You may have heard the term probiotics before since they are found in a slew of supplements, certain foods, and drinks like kombucha that are readily available in most grocery stores.
Many people know that probiotics are good for them, but they may not realize that when they are consuming them, they are actually welcoming live organisms into their bodies.
Most commonly, probiotics are live and beneficial bacteria. So, when you are eating your yogurt made with “live and active cultures”, you are eating live bacteria.
While eating bacteria may sound like an odd and unhealthy thing to do, know that these bacteria do not cause harm like e. Coli may.
Probiotics offer a benefit to the host when ingested. So, if you are enjoying foods like kimchi or you are downing a probiotic supplement every day, you are literally taking in live bacteria that act in your body in a positive way.
But like every living thing, live bacteria need fuel in order to survive. Unfortunately, bacteria can’t simply break down whatever you are eating and use it as fuel. Probiotics use specific elements to sustain themselves.
What Are Prebiotics
While probiotics are live organisms that offer a benefit to the host, prebiotics are the fuel that feeds the probiotics. Think of prebiotics as the probiotics’ meal.
Humans are unable to digest or break down prebiotics when they are taken in via their diet. Therefore, these prebiotic fibers travel to the gut where many probiotics live.
If you are taking in probiotics and zero prebiotics to support the live bacteria’s health, you are essentially wasting your money. Just like we can’t survive with proper nourishment, neither can probiotics. They need to be provided with prebiotics in order to do their job. It is your job to eat prebiotics through food or supplements.
How do I Get Prebiotics In My Diet?
Fortunately, prebiotics are found in many foods that many of us eat every day. Additionally, many supplement companies are adding high-quality prebiotic fiber to their products to ensure that we are maintaining our gut health and supporting our microbiota.
Some sources of prebiotics:
Greens powders – a prebiotics greens powder like Naked Greens provides organic inulin in every scoop to act as fuel to probiotics you get from your diet from foods like miso and sauerkraut (and also the ones that are included in the powder).

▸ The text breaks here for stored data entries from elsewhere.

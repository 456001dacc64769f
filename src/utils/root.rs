use crate::math::Real;
use crate::utils::ValueRange;

/// The default maximum number of bisection steps. Enough to exhaust the
/// mantissa of a `f32` on any bracket.
pub const DEFAULT_MAX_BISECTIONS: usize = 48;

/// Do `fa` and `fb` lie on opposite sides of zero?
///
/// An exact zero at either end counts as a crossing.
#[inline]
pub fn brackets_zero(fa: Real, fb: Real) -> bool {
    (fa <= 0.0 && fb >= 0.0) || (fa >= 0.0 && fb <= 0.0)
}

/// Locates a root of `f` on `[a, b]` by bisection.
///
/// `fa` must be `f(a)`, and `f(a)`, `f(b)` must bracket zero (see [`brackets_zero`]).
/// The search stops once the bracket is narrower than `tolerance` or after
/// `max_iterations` halvings. The final bracket is returned; it is always contained in
/// `[a, b]` and still brackets zero.
pub fn bisect_root(
    f: impl Fn(Real) -> Real,
    mut a: Real,
    mut fa: Real,
    mut b: Real,
    tolerance: Real,
    max_iterations: usize,
) -> ValueRange {
    if fa == 0.0 {
        return ValueRange::splat(a);
    }

    for _ in 0..max_iterations {
        if b - a <= tolerance {
            break;
        }

        let mid = (a + b) * 0.5;
        if mid <= a || mid >= b {
            // No representable value left between the bounds.
            break;
        }

        let fmid = f(mid);
        if fmid == 0.0 {
            return ValueRange::splat(mid);
        }

        if brackets_zero(fa, fmid) {
            b = mid;
        } else {
            a = mid;
            fa = fmid;
        }
    }

    ValueRange::new(a, b)
}
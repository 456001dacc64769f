use crate::common::{random_leaves, Leaves};
use vdbtrace::grid::Filter;
use vdbtrace::math::{Point, Real, Vector};
use vdbtrace::query::{HitIterator, IteratorState, Ray, ValueSelector};
use vdbtrace::utils::ValueRange;

#[test]
fn hits_are_strictly_increasing() {
    let mut rng = oorandom::Rand32::new(17);
    let leaves = random_leaves(&mut rng, [0, 0, 0]);
    let grid = leaves.build().unwrap();
    let isovalues = ValueSelector::from_values([-2.0, 0.0, 2.5]);
    let t_range = ValueRange::new(0.0, Real::MAX);
    let mut num_hits = 0;

    for _ in 0..100 {
        let dir = Vector::from_fn(|_, _| rng.rand_float() * 2.0 - 1.0);
        let ray = Ray::new(Point::new(32.0, 32.0, 32.0) - dir.normalize() * 100.0, dir);

        let hits: Vec<_> = HitIterator::new(&grid, &ray, t_range, &isovalues).collect();
        for w in hits.windows(2) {
            assert!(w[0].t < w[1].t, "{:?}", hits);
        }
        for hit in &hits {
            assert!(isovalues.values().contains(&hit.sample));
            let value = grid.sample_index(&ray.point_at(hit.t), Filter::Trilinear);
            assert!((value - hit.sample).abs() < 1.0e-2, "{:?} {}", hit, value);
        }
        num_hits += hits.len();
    }

    assert!(num_hits > 0);
}

#[test]
fn every_sign_change_is_found() {
    let mut rng = oorandom::Rand32::new(5);
    let grid = random_leaves(&mut rng, [0, 0, 0]).build().unwrap();
    let isovalues = [-2.0, 1.0, 2.5];
    let selector = ValueSelector::from_values(isovalues);
    let step = 0.05;

    for _ in 0..20 {
        let dir = Vector::from_fn(|_, _| rng.rand_float() * 2.0 - 1.0).normalize();
        let ray = Ray::new(Point::new(32.0, 32.0, 32.0) - dir * 80.0, dir);
        let hits: Vec<_> = HitIterator::new(&grid, &ray, ValueRange::new(0.0, 160.0), &selector)
            .with_step_scale(step)
            .collect();
        let field = |t: Real| grid.sample_index(&ray.point_at(t), Filter::Trilinear);

        // Dense sampling of the whole ray, keeping the clear-cut crossings.
        let mut t = 0.0;
        while t < 160.0 {
            let (fa, fb) = (field(t), field(t + step));
            for iso in isovalues {
                let (da, db) = (fa - iso, fb - iso);
                if da * db < 0.0 && da.abs() > 0.05 && db.abs() > 0.05 {
                    assert!(
                        hits.iter().any(|hit| hit.sample == iso
                            && hit.t > t - step
                            && hit.t < t + 2.0 * step),
                        "missed {} in [{}, {}]",
                        iso,
                        t,
                        t + step
                    );
                }
            }
            t += step;
        }
    }
}

#[test]
fn leaves_bordering_empty_space() {
    // A tile with empty space on both sides, crossed in both directions.
    let mut leaves = Leaves::default();
    leaves.tile(3, [8, 0, 0], 2.0);
    let grid = leaves.build().unwrap();
    let isovalues = ValueSelector::from_values([1.0]);
    let t_range = ValueRange::new(0.0, 100.0);

    let forward = Ray::new(Point::new(0.0, 1.5, 1.5), Vector::x());
    let t: Vec<_> = HitIterator::new(&grid, &forward, t_range, &isovalues)
        .map(|hit| hit.t)
        .collect();
    assert_eq!(t.len(), 2);
    approx::assert_relative_eq!(t[0], 7.5, epsilon = 1.0e-3);
    approx::assert_relative_eq!(t[1], 11.5, epsilon = 1.0e-3);

    let backward = Ray::new(Point::new(20.0, 1.5, 1.5), -Vector::x());
    let t: Vec<_> = HitIterator::new(&grid, &backward, t_range, &isovalues)
        .map(|hit| hit.t)
        .collect();
    assert_eq!(t.len(), 2);
    approx::assert_relative_eq!(t[0], 8.5, epsilon = 1.0e-3);
    approx::assert_relative_eq!(t[1], 12.5, epsilon = 1.0e-3);

    // Across the corner of the tile, off every axis.
    let diagonal = Ray::new(Point::new(6.0, -1.5, -1.0), Vector::new(1.0, 1.0, 1.0));
    let hits: Vec<_> = HitIterator::new(&grid, &diagonal, t_range, &isovalues).collect();
    assert_eq!(hits.len(), 2);
    for hit in &hits {
        let value = grid.sample_index(&diagonal.point_at(hit.t), Filter::Trilinear);
        approx::assert_relative_eq!(value, 1.0, epsilon = 1.0e-2);
    }
}

#[test]
fn crossing_between_two_tiles() {
    // Two tiles side by side: the trilinear field goes from 0 to 1 over the last
    // voxel of the first tile.
    let mut leaves = Leaves::default();
    leaves.tile(3, [0, 0, 0], 0.0);
    leaves.tile(3, [4, 0, 0], 1.0);
    let grid = leaves.build().unwrap();

    let ray = Ray::new(Point::new(-1.0, 1.5, 1.5), Vector::x());
    let isovalues = ValueSelector::from_values([0.5]);
    let hits: Vec<_> =
        HitIterator::new(&grid, &ray, ValueRange::new(0.0, 100.0), &isovalues).collect();

    // Rising at x = 3.5, then falling towards the background at x = 7.5.
    assert_eq!(hits.len(), 2);
    approx::assert_relative_eq!(hits[0].t, 4.5, epsilon = 1.0e-3);
    approx::assert_relative_eq!(hits[1].t, 8.5, epsilon = 1.0e-3);
}

#[test]
fn exhaustion_is_idempotent() {
    let mut leaves = Leaves::default();
    leaves.dense(3, [0, 0, 0], (0..64).map(|i| (i >> 4) as f32).collect());
    let grid = leaves.build().unwrap();

    let ray = Ray::new(Point::new(-1.0, 1.5, 1.5), Vector::x());
    let isovalues = ValueSelector::from_values([0.5]);
    let mut hits = HitIterator::new(&grid, &ray, ValueRange::new(0.0, 100.0), &isovalues);

    while hits.next_hit().is_some() {}
    assert_eq!(hits.state(), IteratorState::Exhausted);
    for _ in 0..10 {
        assert_eq!(hits.next_hit(), None);
    }
}

#[test]
fn zero_direction_yields_nothing() {
    let mut leaves = Leaves::default();
    leaves.tile(2, [0, 0, 0], 1.0);
    let grid = leaves.build().unwrap();

    let ray = Ray::new(Point::new(1.0, 1.0, 1.0), Vector::zeros());
    let isovalues = ValueSelector::from_values([1.0]);
    let mut hits = HitIterator::new(&grid, &ray, ValueRange::new(0.0, 100.0), &isovalues);
    assert_eq!(hits.next_hit(), None);
}

#[test]
fn step_scale_does_not_reorder() {
    let mut leaves = Leaves::default();
    leaves.dense(3, [0, 0, 0], (0..64).map(|i| ((i >> 4) % 2) as f32).collect());
    let grid = leaves.build().unwrap();

    let ray = Ray::new(Point::new(-1.0, 1.5, 1.5), Vector::x());
    let isovalues = ValueSelector::from_values([0.5]);
    let fine: Vec<_> = HitIterator::new(&grid, &ray, ValueRange::new(0.0, 100.0), &isovalues)
        .with_step_scale(0.25)
        .map(|hit| hit.t)
        .collect();

    // Values 0, 1, 0, 1 along x: crossings at x = 0.5, 1.5, 2.5, and 3.5 on the way
    // back to the background.
    assert_eq!(fine.len(), 4);
    for (t, expected) in fine.iter().zip([1.5, 2.5, 3.5, 4.5]) {
        approx::assert_relative_eq!(*t, expected, epsilon = 1.0e-3);
    }
}
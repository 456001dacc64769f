use crate::error::VdbError;
use crate::math::Offset;

/// The number of levels of every grid, root included.
pub const NUM_LEVELS: usize = 4;

/// The log2 of the number of voxels per axis of the nodes of each level, root first.
pub const DEFAULT_LOG_RESOLUTION: [u32; NUM_LEVELS] = [6, 5, 4, 3];

/// The largest supported log2 resolution of a single level.
pub const MAX_LEVEL_LOG_RESOLUTION: u32 = 10;

/// The largest supported log2 span of the root node, so that offsets fit in `u32`.
pub const MAX_TOTAL_LOG_RESOLUTION: u32 = 30;

/// The branching factors of the levels of a grid.
///
/// Level `l` nodes have `2^log_res(l)` voxels per axis. Resolutions are powers of two so
/// that all the address computations are bit masks and shifts on unsigned offsets from
/// the root origin:
///
/// * a node of level `l` spans [`Self::level_res`]`(l)` index units per axis;
/// * a voxel of level `l` spans [`Self::voxel_res`]`(l) = level_res(l + 1)` units;
/// * a leaf inserted on level `l` covers one node of level `l`, and is referenced from a
///   voxel of level `l - 1`.
#[derive(Copy, Clone, Debug, PartialEq, Eq, Hash)]
#[cfg_attr(
    feature = "serde-serialize",
    derive(Serialize, Deserialize),
    serde(try_from = "[u32; NUM_LEVELS]", into = "[u32; NUM_LEVELS]")
)]
pub struct GridLayout {
    log_res: [u32; NUM_LEVELS],
    // total_log_res[l] = sum(log_res[l..]), with total_log_res[NUM_LEVELS] = 0.
    total_log_res: [u32; NUM_LEVELS + 1],
}

impl Default for GridLayout {
    fn default() -> Self {
        Self::from_valid(DEFAULT_LOG_RESOLUTION)
    }
}

impl TryFrom<[u32; NUM_LEVELS]> for GridLayout {
    type Error = VdbError;

    fn try_from(log_res: [u32; NUM_LEVELS]) -> Result<Self, VdbError> {
        Self::new(log_res)
    }
}

impl From<GridLayout> for [u32; NUM_LEVELS] {
    fn from(layout: GridLayout) -> Self {
        layout.log_res
    }
}

impl GridLayout {
    /// Creates a layout from the log2 resolution of each level, root first.
    pub fn new(log_res: [u32; NUM_LEVELS]) -> Result<Self, VdbError> {
        if log_res
            .iter()
            .any(|r| *r == 0 || *r > MAX_LEVEL_LOG_RESOLUTION)
        {
            return Err(VdbError::InvalidLayout(
                "every level must have a log resolution in 1..=10",
            ));
        }

        if log_res.iter().sum::<u32>() > MAX_TOTAL_LOG_RESOLUTION {
            return Err(VdbError::InvalidLayout(
                "the root node must not span more than 2^30 voxels per axis",
            ));
        }

        Ok(Self::from_valid(log_res))
    }

    fn from_valid(log_res: [u32; NUM_LEVELS]) -> Self {
        let mut total_log_res = [0; NUM_LEVELS + 1];
        for l in (0..NUM_LEVELS).rev() {
            total_log_res[l] = total_log_res[l + 1] + log_res[l];
        }

        Self {
            log_res,
            total_log_res,
        }
    }

    /// The log2 number of voxels per axis of the nodes of level `level`.
    #[inline]
    pub fn log_res(&self, level: usize) -> u32 {
        self.log_res[level]
    }

    /// The log2 span, in index units, of a node of level `level`.
    ///
    /// `level` may be `NUM_LEVELS`, which gives zero (a single index voxel).
    #[inline]
    pub fn total_log_res(&self, level: usize) -> u32 {
        self.total_log_res[level]
    }

    /// The span, in index units, of a node of level `level` along each axis.
    #[inline]
    pub fn level_res(&self, level: usize) -> u32 {
        1 << self.total_log_res[level]
    }

    /// The span, in index units, of a voxel of level `level` along each axis.
    #[inline]
    pub fn voxel_res(&self, level: usize) -> u32 {
        self.level_res(level + 1)
    }

    /// The number of voxels of a node of level `level`.
    #[inline]
    pub fn num_voxels(&self, level: usize) -> usize {
        1 << (3 * self.log_res[level])
    }

    /// The origin of the level `level` node containing `offset`.
    ///
    /// Node origins are obtained by masking out the lower bits of the offset.
    #[inline]
    pub fn node_origin(&self, offset: &Offset, level: usize) -> Offset {
        let mask = !(self.level_res(level) - 1);
        Offset::new(offset.x & mask, offset.y & mask, offset.z & mask)
    }

    /// The coordinates of the voxel containing `offset` inside its level `level` node.
    #[inline]
    pub fn voxel_coords(&self, offset: &Offset, level: usize) -> [u32; 3] {
        // The lower bits are the offset from the node origin. Shifting by the
        // child log resolution gives the voxel coordinates.
        let mask = self.level_res(level) - 1;
        let shift = self.total_log_res[level + 1];
        [
            (offset.x & mask) >> shift,
            (offset.y & mask) >> shift,
            (offset.z & mask) >> shift,
        ]
    }

    /// The linear index, inside its level `level` node, of the voxel containing `offset`.
    ///
    /// Voxels are stored with `x` varying slowest and `z` fastest.
    #[inline]
    pub fn linear_voxel_index(&self, offset: &Offset, level: usize) -> usize {
        let [x, y, z] = self.voxel_coords(offset, level);
        self.linearize(x, y, z, level)
    }

    /// The linear index of the voxel with coordinates `(x, y, z)` in a level `level` node.
    #[inline]
    pub fn linearize(&self, x: u32, y: u32, z: u32, level: usize) -> usize {
        let shift = self.log_res[level];
        ((x as usize) << (2 * shift)) + ((y as usize) << shift) + z as usize
    }
}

Garlic – Garlic is naturally high in inulin, the same prebiotic found in Naked Greens. Leeks, onions, scallions, and other “stinky” veggies are typically a great source of prebiotics as well.
Chicory root – Chicory root is the root of the endive plant and is a common ingredient in many foods to boost the fiber and prebiotic content. It is relatively tasteless and is used as an ingredient in many granola bars.
Bananas – Grab your bananas just as they are still slightly green, because once they ripen, their prebiotic quantity takes a nosedive. The less-ripe bananas are higher in resistant starch, which acts as a prebiotic. Try your hand at whipping up a smoothie using a slightly underripe banana tomorrow morning to support your gut health – you won’t even notice the difference.
Prebiotics are key to your gut and immune health because they support the viability of the live probiotics that ultimately play an important role in your body.
While probiotics are often the shining star because of their potential to stimulate a person’s immune system and help keep people’s digestive system regular, the prebiotic fibers are the behind-the-scenes players that keep the live bacteria doing what they have to do.
Choosing foods like Naked Greens with added prebiotic inulin is one step toward supporting your overall well-being through nutrition.